When I turned 21, I had a landmark moment. I had just arrived from Arizona, walked into the house, ran down to his basement, grabbed two warm Natural Lights, cracked them open, and handed the cribbage board to him. Never had a beer so dreadful been so sacred.
But something had changed. I started beating him in Cribbage. It started with one or two hands. Then I’d take a game. Then a few games. I assumed age had claimed his edge, but that wasn’t the case. Even to the end, my Grandpa was as sharp as they came. It was because the things we’d talk about while shuffling the cards changed. It was no longer conversations of Poland or gardening. He started to tell me about his experiences in the war.
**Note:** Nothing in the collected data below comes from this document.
//! The hot-data pin reconciler.
//!
//! Runs forever (until shutdown) as one background task:
//!
//! ```text
//! ┌──────────┐   ┌──────────┐   ┌──────────────┐   ┌──────────────┐
//! │  tick    │──>│ resolve  │──>│ remove stale │──>│ pin hot data │
//! └──────────┘   └──────────┘   └──────────────┘   └──────────────┘
//!      ^              │ error                              │
//!      │              v                                    │
//!      └────────── wait for next tick <────────────────────┘
//! ```
//!
//! Ticks run strictly one after another. Every external call is wrapped:
//! an error is logged, recorded in the [`TickReport`] and the loop carries on.

use crate::cid::HotPointer;
use crate::error::{Error, NodeError, Result};
use crate::ledger::PinLedger;
use crate::node::Node;
use crate::report::{TickKind, TickOutcome, TickReport};
use crate::resolver::NameResolver;
use crate::schedule::{shutdown_requested, IntervalTicker, TickSource};
use crate::strategy::{OwnershipScope, PinStrategy, Slot};
use bytesize::ByteSize;
use std::sync::atomic::{AtomicU64, Ordering};
use std::sync::Arc;
use std::time::Duration;
use tokio::sync::{mpsc, watch};
use tokio::task::JoinHandle;
use tracing::{debug, error, info, warn};

/// Default inter-tick delay.
pub const DEFAULT_INTERVAL: Duration = Duration::from_secs(60);

/// Reconciler configuration.
#[derive(Debug, Clone)]
pub struct ReconcilerConfig {
    /// Naming-system path of the current hot dataset.
    pub pointer: HotPointer,

    /// Delay between the end of one tick and the start of the next.
    pub interval: Duration,

    /// How the hot slot is kept in the pin set.
    pub strategy: PinStrategy,

    /// Which existing pins a tick may remove.
    pub scope: OwnershipScope,

    /// Log peer count and bandwidth totals at the start of each tick.
    pub swarm_stats: bool,
}

impl ReconcilerConfig {
    /// Config with defaults for everything but the pointer.
    pub fn new(pointer: HotPointer) -> Self {
        Self {
            pointer,
            interval: DEFAULT_INTERVAL,
            strategy: PinStrategy::default(),
            scope: OwnershipScope::default(),
            swarm_stats: true,
        }
    }

    pub fn with_interval(mut self, interval: Duration) -> Self {
        self.interval = interval;
        self
    }

    pub fn with_strategy(mut self, strategy: PinStrategy) -> Self {
        self.strategy = strategy;
        self
    }

    pub fn with_scope(mut self, scope: OwnershipScope) -> Self {
        self.scope = scope;
        self
    }

    pub fn with_swarm_stats(mut self, enabled: bool) -> Self {
        self.swarm_stats = enabled;
        self
    }

    pub fn validate(&self) -> Result<()> {
        if self.interval.is_zero() {
            return Err(Error::Config("interval must be greater than 0".into()));
        }
        Ok(())
    }
}

/// Keeps the node's hot-data pin in step with the hot pointer.
pub struct Reconciler {
    node: Arc<dyn Node>,
    ledger: Arc<dyn PinLedger>,
    resolver: NameResolver,
    config: ReconcilerConfig,
    ticks: AtomicU64,
    reports: Option<mpsc::UnboundedSender<TickReport>>,
}

impl Reconciler {
    /// Create a reconciler. Fails only if the configuration is invalid.
    pub fn new(
        node: Arc<dyn Node>,
        ledger: Arc<dyn PinLedger>,
        config: ReconcilerConfig,
    ) -> Result<Self> {
        config.validate()?;
        Ok(Self {
            resolver: NameResolver::new(Arc::clone(&node)),
            node,
            ledger,
            config,
            ticks: AtomicU64::new(0),
            reports: None,
        })
    }

    /// Also send each finished tick's report to `tx`.
    pub fn with_reports(mut self, tx: mpsc::UnboundedSender<TickReport>) -> Self {
        self.reports = Some(tx);
        self
    }

    /// Run one reconciliation tick.
    ///
    /// Public so callers and tests can drive ticks directly.
    pub async fn tick(&self, kind: TickKind) -> TickReport {
        let number = self.ticks.fetch_add(1, Ordering::Relaxed) + 1;
        let mut report = TickReport::new(number, kind);

        if self.config.swarm_stats {
            self.log_swarm_stats().await;
        }

        let target = match self.resolver.resolve(&self.config.pointer).await {
            Ok(cid) => cid,
            Err(e) => {
                warn!(
                    error_kind = "resolution",
                    pointer = %self.config.pointer,
                    stage = %e.stage,
                    "resolve hot data: {}",
                    e
                );
                report.outcome = TickOutcome::ResolutionFailed(e);
                return report;
            }
        };
        debug!(tick = number, cid = %target, "hot data resolved");
        report.resolved = Some(target.clone());

        let slot = Slot {
            node: self.node.as_ref(),
            ledger: self.ledger.as_ref(),
            scope: self.config.scope,
        };
        self.config
            .strategy
            .converge(&slot, &target, &mut report)
            .await;
        report.finish();
        report
    }

    /// Run ticks from `ticks` until it runs dry or shutdown is requested.
    ///
    /// A tick in progress when shutdown arrives is abandoned at its next
    /// suspension point. Ownership is claimed before each pin is issued, so
    /// a pin committed by an abandoned tick is still cleaned up later.
    pub async fn run<T: TickSource>(self, mut ticks: T, mut shutdown: watch::Receiver<bool>) {
        info!(
            "Hot pin reconciler active | Pointer: {} | Strategy: {} | Scope: {} | Interval: {}s",
            self.config.pointer,
            self.config.strategy,
            self.config.scope,
            self.config.interval.as_secs()
        );

        while let Some(kind) = ticks.next_tick().await {
            let report = tokio::select! {
                biased;
                _ = shutdown_requested(&mut shutdown) => {
                    info!("Shutdown requested mid-tick, abandoning it");
                    break;
                }
                report = self.tick(kind) => report,
            };

            match &report.outcome {
                TickOutcome::Converged => info!("{}", report.summary()),
                TickOutcome::Incomplete => warn!("{}", report.summary()),
                _ => error!("{}", report.summary()),
            }

            if let Some(tx) = &self.reports {
                let _ = tx.send(report);
            }
        }

        info!("Hot pin reconciler stopped");
    }

    /// Spawn [`run`](Self::run) on the configured interval as a background task.
    pub fn spawn(self, shutdown: watch::Receiver<bool>) -> JoinHandle<()> {
        let ticks = IntervalTicker::new(self.config.interval, shutdown.clone());
        tokio::spawn(self.run(ticks, shutdown))
    }

    async fn log_swarm_stats(&self) {
        match self.node.swarm_stats().await {
            Ok(stats) => info!(
                "Peers count: {}\tTotal Up: {}\tTotal Down: {}",
                stats.peers,
                ByteSize::b(stats.total_out).to_string_as(true),
                ByteSize::b(stats.total_in).to_string_as(true)
            ),
            Err(NodeError::Unsupported(_)) => {
                debug!("node does not report swarm stats")
            }
            Err(e) => warn!(error_kind = "stats", "get swarm stats: {}", e),
        }
    }
}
He told me about his Navy buddies, the pranks he pulled on ship, and the card game “Bulldog” that he and his buddy would play in the barracks. By “play” I mean that he and his shipmate cheated to take several hundred dollars from unsuspecting shipmates. “I was never dishonest! I’ll tell you why…” That was just like my Grandpa – never wrong. He talked proudly about his plane, the TBM Avenger and how scared he was in bombing runs. He’d nervously recall how he’d jerk his legs to his chest as anti-aircraft guns sprayed the belly of his plane. He proudly spoke of his accuracy in combat training. The stories of the war were no longer confined to the time we’d shuffle the cards. They now spilled over into the game itself. And when he spoke, his expression changed because it was a topic he was clearly proud of. At times he’d lay down his cards so that he could make hand gestures and draw visuals on napkins. Some stories he’d laugh so hard tears would come to his eyes. His war memories were precious to him. Sometimes I’d have to remind him to count his cards.
Cribbage wasn’t just a game. It was how I met my Grandfather. I can’t explain what it is like to open that weathered box and stare at a board so plain and rich and beautiful. The smell of dust drifts into a flood of memories of those late nights at his kitchen table. I can hear his heckling as the pegs bounce around the wooden compartment inside the board. I recall the precious days where I had to count the pegs for my Grandpa as his eyesight faded. I run my fingers over the holes of the board, and for a moment, I’m back at the kitchen table.
“Your crib,” I offer.
But it’s too late. I close the box and can only hope he knows.